I don’t think it’s coming across. I’m beyond excited about this! I actually loving all the body changes, and completely in awe as to what’s going on. Which is good as I started showing around week 6. And yes. Granny did comment in how fat I was getting.
C. L. A. S. S. I. C.
I was also very good earlier in the week and didn’t cry when a pair of size 10 maternity jeans didn’t fit. I also didn’t completely freak out, although my blood pressure shot up, lolz, when I put on 5 kilos in the first 10 weeks. And yes. Yes I did genuinely wonder if it was twins. But I couldn’t give a flying fuck. I was told this couldn’t happen. I was going to be doing this on my own. And I did it and I’m not. I also don’t think I’ll be allowed another year off treatment so this is it. My, well, our baby. The little determined miracle who really wanted to be. God. If they are this determined already, I dread to think what’s in store!
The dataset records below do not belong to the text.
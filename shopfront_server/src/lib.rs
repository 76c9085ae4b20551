//! # Shopfront server
//! This module hosts the REST surface of the Shopfront e-commerce backend. It is responsible for:
//! Authenticating customers via JWT access tokens.
//! Exposing the cart store and its sync endpoint.
//! Exposing checkout, order queries and the admin order-status endpoints.
//! Driving Khalti payment sessions and the reconciliation callbacks (redirect and webhook).
//!
//! ## Configuration
//! The server is configured via environment variables. See [config](config/index.html) for more information.
pub mod auth;
pub mod config;
pub mod data_objects;
pub mod errors;
pub mod integrations;
pub mod routes;
pub mod server;

#[cfg(test)]
mod endpoint_tests;
use chrono::{DateTime, Utc};
use serde::{Deserialize, Serialize};
use shopfront_common::Money;

/// Body of `POST /epayment/initiate/`. Field names follow the Khalti wire format.
#[derive(Debug, Clone, Serialize, Deserialize)]
pub struct PaymentSessionRequest {
    pub return_url: String,
    pub website_url: String,
    /// Total amount in paisa.
    pub amount: i64,
    pub purchase_order_id: String,
    pub purchase_order_name: String,
    pub customer_info: CustomerInfo,
    #[serde(default, skip_serializing_if = "Vec::is_empty")]
    pub amount_breakdown: Vec<AmountBreakdown>,
    #[serde(default, skip_serializing_if = "Vec::is_empty")]
    pub product_details: Vec<ProductDetail>,
}

#[derive(Debug, Clone, Serialize, Deserialize)]
pub struct CustomerInfo {
    pub name: String,
    pub email: String,
    pub phone: String,
}

#[derive(Debug, Clone, Serialize, Deserialize)]
pub struct AmountBreakdown {
    pub label: String,
    pub amount: i64,
}

#[derive(Debug, Clone, Serialize, Deserialize)]
pub struct ProductDetail {
    pub identity: String,
    pub name: String,
    pub total_price: i64,
    pub quantity: i64,
    pub unit_price: i64,
}

impl ProductDetail {
    pub fn new(identity: &str, name: &str, unit_price: Money, quantity: i64) -> Self {
        Self {
            identity: identity.to_string(),
            name: name.to_string(),
            total_price: (unit_price * quantity).value(),
            quantity,
            unit_price: unit_price.value(),
        }
    }
}

/// Response of `POST /epayment/initiate/`.
#[derive(Debug, Clone, Serialize, Deserialize)]
pub struct PaymentSession {
    pub pidx: String,
    pub payment_url: String,
    pub expires_at: DateTime<Utc>,
    pub expires_in: i64,
}

/// Response of `POST /epayment/lookup/`.
///
/// `status` is the gateway's raw status string ("Initiated", "Completed", "Pending", "Refunded",
/// "Partially Refunded", "Expired" or "User canceled"). Interpreting it is the caller's concern.
#[derive(Debug, Clone, Serialize, Deserialize)]
pub struct PaymentLookup {
    pub pidx: String,
    pub total_amount: i64,
    pub status: String,
    pub transaction_id: Option<String>,
    pub fee: i64,
    pub refunded: bool,
}
//! Test scaffolding for exercising the engine without a live gateway, and (optionally) without a
//! real database.
//!
//! [`MemoryBackend`] implements every storage and collaborator trait over in-process state, so
//! the API layers can be driven through complete flows in plain unit tests. [`MockGateway`] is a
//! scripted stand-in for the payment gateway whose session states the test controls directly.
pub mod memory_backend;
pub mod mock_gateway;
#[cfg(feature = "sqlite")]
pub mod prepare_env;
pub mod seed_data;

pub use memory_backend::MemoryBackend;
pub use mock_gateway::MockGateway;
//! # SQLite Database methods
//!
//! This module contains "low-level" SQLite database interactions.
//!
//! All these interactions are maintained by simple functions (rather than stateful structs) that
//! accept a `&mut SqliteConnection` argument. Callers can obtain a connection from a pool, or
//! create an atomic transaction as the need arises and call through to the functions without any
//! other changes.
use sqlx::{sqlite::SqlitePoolOptions, Error as SqlxError, SqlitePool};

pub mod carts;
pub mod ledger;
pub mod orders;
pub mod products;
pub mod users;

pub async fn new_pool(url: &str, max_connections: u32) -> Result<SqlitePool, SqlxError> {
    let pool = SqlitePoolOptions::new().max_connections(max_connections).connect(url).await?;
    Ok(pool)
}
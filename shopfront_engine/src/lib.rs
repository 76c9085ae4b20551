//! Shopfront Engine
//!
//! The Shopfront Engine contains the core logic of the e-commerce backend: the server-side cart
//! with its client/server sync algorithm, the order lifecycle with its tracking log, and the
//! payment-reconciliation flow against an external payment gateway. It is provider-agnostic.
//!
//! The library is divided into two main sections:
//! 1. Database management and control ([`mod@sqlite`]). SQLite is the only supported backend at
//!    present. You should never need to access the database directly. Instead, use the public API.
//!    The exception is the data types used in the database, defined in [`mod@db_types`].
//! 2. The engine public API ([`mod@sfe_api`]). [`CartApi`] owns the cart store and the sync
//!    engine, [`OrderApi`] owns order creation and the status state machines, and [`PaymentApi`]
//!    reconciles gateway payment sessions against orders, idempotently per payment session.
//!
//! Backends implement the traits in [`mod@traits`]; external collaborators (product catalog, user
//! directory, payment gateway) are consumed through traits in the same module, so that every flow
//! can be exercised against in-memory doubles (see [`mod@test_utils`]).
pub mod db_types;
pub mod helpers;
mod sfe_api;
pub mod traits;

#[cfg(feature = "test_utils")]
pub mod test_utils;

#[cfg(feature = "sqlite")]
mod sqlite;

#[cfg(feature = "sqlite")]
pub use sqlite::SqliteDatabase;

pub use sfe_api::{
    cart_api::CartApi,
    cart_objects::{CartItemConflict, SyncItem, SyncResult},
    errors::{CartApiError, LedgerError, OrderApiError, PaymentApiError},
    order_api::{OrderApi, PricingConfig},
    order_objects::{CreateOrderRequest, OrderItemRequest},
    payment_api::{PaymentApi, VerifyOutcome, WebhookClaims},
};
I’m not going to go crazy with sharing everything about this. I now have others to think about and how much I want to share about them, especially when they can’t speak for themselves yet. I will update on my haematology stuff though. So far all good! Leukaemic rate hasn’t budged after 2 months off treatment which is also pretty epic. Let’s just send all the good thoughts it stays like that!